Post a Comment
the important point is this:
"when the engineers noticed something was wrong"
as the stack from software to hardware becomes bigger and bigger one starts to wonder what kind of flaws may hide in there somewhere that can lead to calculations coming out wrong.
the only real way of telling is by taking the same input numbers and do the math manualy. but as the calculations become bigger and the timeframes become smaller we may well risk a flaw going unnoticed until it kills someone...
can we realy trust our new electronic overlords?
Edited 2005-11-10 19:40
i believe many of these big errors and in some cases, tragedies, could have been avoided with good unit testing. especially things like "The error is in the code that converts a 64-bit floating-point number to a 16-bit signed integer. The faster engines cause the 64-bit numbers to be larger in the Ariane 5 than in the Ariane 4, triggering an overflow condition that results in the flight computer crashing."
"What engineers didn't know was that both the 20 and the 25 were built upon an operating system that had been kludged together by a programmer with no formal training. Because of a subtle bug called a "race condition," a quick-fingered typist could accidentally configure the Therac-25 so the electron beam would fire in high-power mode but with the metal X-ray target out of position.

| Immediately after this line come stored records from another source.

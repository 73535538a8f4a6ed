//! Loading configuration files into attribute mappings.
//!
//! This is the only part of the crate that touches the filesystem. Each
//! file is decoded into a plain mapping and the results are folded together
//! with [`crate::merge_mappings`], so later files win.

mod error;
mod loader;
mod options;
mod parser;
#[cfg(feature = "yaml")]
mod yaml;

pub use loader::{FileLayer, load, load_layers};
pub use options::{Decoder, Format, LoadOptions};

#[cfg(test)]
mod tests;
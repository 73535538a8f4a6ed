//! Per-wrapper configuration propagated to every nested wrapper.

use crate::{DefaultFactory, SequenceKind};

/// Configuration carried by a wrapper and handed down to the wrappers it
/// builds for nested mappings.
#[derive(Debug, Clone, PartialEq)]
pub struct WrapConfig {
    /// Container that sequences are rebuilt into on attribute-style reads.
    /// `None` leaves sequences untouched.
    pub sequence_type: Option<SequenceKind>,
    /// Factory consulted when a missing key is read.
    pub default_factory: Option<DefaultFactory>,
    /// Whether the factory receives the missing key.
    pub pass_key: bool,
}

impl Default for WrapConfig {
    fn default() -> Self {
        Self {
            sequence_type: Some(SequenceKind::Tuple),
            default_factory: None,
            pass_key: false,
        }
    }
}

impl WrapConfig {
    /// The default configuration: tuples for sequences, no factory.
    #[must_use]
    pub fn new() -> Self {
        Self::default()
    }

    /// Replace the sequence container.
    #[must_use]
    pub fn with_sequence_type(mut self, sequence_type: Option<SequenceKind>) -> Self {
        self.sequence_type = sequence_type;
        self
    }

    /// Replace the default factory.
    #[must_use]
    pub fn with_default_factory(mut self, factory: Option<DefaultFactory>) -> Self {
        self.default_factory = factory;
        self
    }

    /// Set whether the factory receives the missing key.
    #[must_use]
    pub fn with_pass_key(mut self, pass_key: bool) -> Self {
        self.pass_key = pass_key;
        self
    }
}
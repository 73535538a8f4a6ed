//! Unit tests for the wrapper types.

use anyhow::{Result, ensure};
use rstest::rstest;
use serde_json::json;

use super::*;
use crate::{AttrMapping, DefaultFactory, Mapping, MutableAttrMapping, SequenceKind, Value};

#[test]
fn renders_with_type_specific_prefixes() -> Result<()> {
    let mapping = Mapping::from_pairs([("foo", "bar")]);
    ensure!(Attr::new(mapping.clone()).to_string() == r#"a{"foo": "bar"}"#);
    ensure!(AttrMap::new(mapping.clone()).to_string() == r#"a{"foo": "bar"}"#);
    ensure!(AttrDict::new(mapping.clone()).to_string() == r#"AttrDict({"foo": "bar"})"#);
    let defaults = AttrDefault::new(None).with_mapping(mapping);
    ensure!(defaults.to_string() == r#"AttrDefault(None, false, {"foo": "bar"})"#);
    Ok(())
}

#[test]
fn template_factory_renders_its_template() {
    let defaults = AttrDefault::new(Some(DefaultFactory::template(Value::list([1]))));
    assert_eq!(defaults.to_string(), "AttrDefault([1], false, {})");
}

#[rstest]
#[case::attr(Attr::is_valid_name("copy"), true)]
#[case::attr_map(AttrMap::is_valid_name("copy"), true)]
#[case::attr_dict(AttrDict::is_valid_name("copy"), false)]
#[case::attr_default(AttrDefault::is_valid_name("copy"), true)]
fn copy_is_only_reserved_where_defined(#[case] valid: bool, #[case] expected: bool) {
    assert_eq!(valid, expected);
}

#[test]
fn mutable_names_are_reserved_on_mutable_types_only() {
    assert!(Attr::is_valid_name("pop"));
    assert!(!AttrMap::is_valid_name("pop"));
    assert!(!AttrDefault::is_valid_name("pop"));
    assert!(!AttrDefault::is_valid_name("pass_key"));
}

#[test]
fn addition_keeps_the_left_type_and_configuration() -> Result<()> {
    let left = AttrMap::try_from(json!({"a": {"x": 1}, "l": [1]}))?
        .with_sequence_type(Some(SequenceKind::List));
    let right = Mapping::try_from(json!({"a": {"y": 2}}))?;

    let sum = &left + &right;
    ensure!(sum.sequence_type() == Some(SequenceKind::List));
    ensure!(sum.mapping().to_json() == json!({"a": {"x": 1, "y": 2}, "l": [1]}));

    let reversed = &right + &left;
    ensure!(reversed.sequence_type() == Some(SequenceKind::List));
    Ok(())
}

#[test]
fn addition_of_mismatched_wrappers_falls_back_to_tuples() -> Result<()> {
    let lists = Attr::try_from(json!({"a": 1}))?.with_sequence_type(Some(SequenceKind::List));
    let tuples = Attr::try_from(json!({"b": 2}))?;
    ensure!((&lists + &tuples).sequence_type() == Some(SequenceKind::Tuple));
    ensure!((lists.clone() + lists).sequence_type() == Some(SequenceKind::List));
    Ok(())
}

#[test]
fn addition_rejects_non_mappings() {
    let dict = AttrDict::default();
    let err = dict
        .checked_add(&Value::from("string"))
        .expect_err("strings are not mappings");
    assert!(err.is_type_error());
    assert_eq!(
        err.to_string(),
        "unsupported operand type(s) for +: 'AttrDict' and 'str'"
    );
    let err = dict
        .checked_radd(&Value::list([1]))
        .expect_err("lists are not mappings");
    assert!(err.is_type_error());
}

#[test]
fn copy_detaches_the_top_level_only() -> Result<()> {
    let original = AttrDict::try_from(json!({"sub": {"a": 1}}))?;
    let mut copy = original.copy();
    copy.set_item("new", 1);
    ensure!(!original.contains_key("new"));

    let Some(mut sub) = copy.attr("sub")?.into_map() else {
        anyhow::bail!("expected nested wrapper");
    };
    sub.set_item("b", 2);
    ensure!(original.attr("sub")?.attr("b")? == Value::Int(2));
    Ok(())
}

#[test]
fn clones_share_and_deep_copies_do_not() -> Result<()> {
    let original = AttrDict::try_from(json!({"sub": {"a": 1}}))?;
    let mut shallow = original.clone();
    let deep = original.deep_copy();
    shallow.set_item("shared", true);
    ensure!(original.contains_key("shared"));
    ensure!(!deep.contains_key("shared"));
    Ok(())
}

#[test]
fn wrappers_compare_equal_to_plain_mappings() -> Result<()> {
    let mapping = Mapping::try_from(json!({"a": [1, 2]}))?;
    let dict = AttrDict::new(mapping.deep_copy());
    ensure!(dict == mapping);
    ensure!(mapping == dict);
    ensure!(dict == Value::Map(mapping));
    ensure!(dict != Value::from("a"));
    Ok(())
}

#[test]
fn different_wrapper_types_compare_by_items() -> Result<()> {
    let mapping = Mapping::try_from(json!({"a": {"b": 1}}))?;
    let attr = Attr::new(mapping.deep_copy()).with_sequence_type(None);
    let dict = AttrDict::new(mapping.deep_copy());
    let defaults = AttrDefault::new(Some(DefaultFactory::template(0))).with_mapping(mapping);
    ensure!(attr == dict);
    ensure!(dict == defaults);
    ensure!(defaults == AttrMap::new(dict.mapping().deep_copy()));
    ensure!(attr != AttrDict::default());
    Ok(())
}

#[test]
fn serde_round_trip_goes_through_state() -> Result<()> {
    let dict = AttrDict::try_from(json!({"a": [1, {"b": null}]}))?
        .with_default_factory(DefaultFactory::template(0), true);
    let text = serde_json::to_string(&dict)?;
    let back: AttrDict = serde_json::from_str(&text)?;
    ensure!(back == dict);
    ensure!(back.config() == dict.config());
    Ok(())
}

At least five patients die; others are seriously injured." As for this one i'm not so sure about, since it deals with interactivity, even good tests could have missed. perhaps this a good case for auditing. someone should have been auditing and maintaining the OS code.
alot of these bugs were long ago, i don't know the history of software testing principles, but theres really no excuse at this point. every class down to simple calculators in mission critical systems like radiation control should have an accompanying unit test. furthermore they should be tested by trained dedicated software testers, not just the developers/programmers that wrote the software.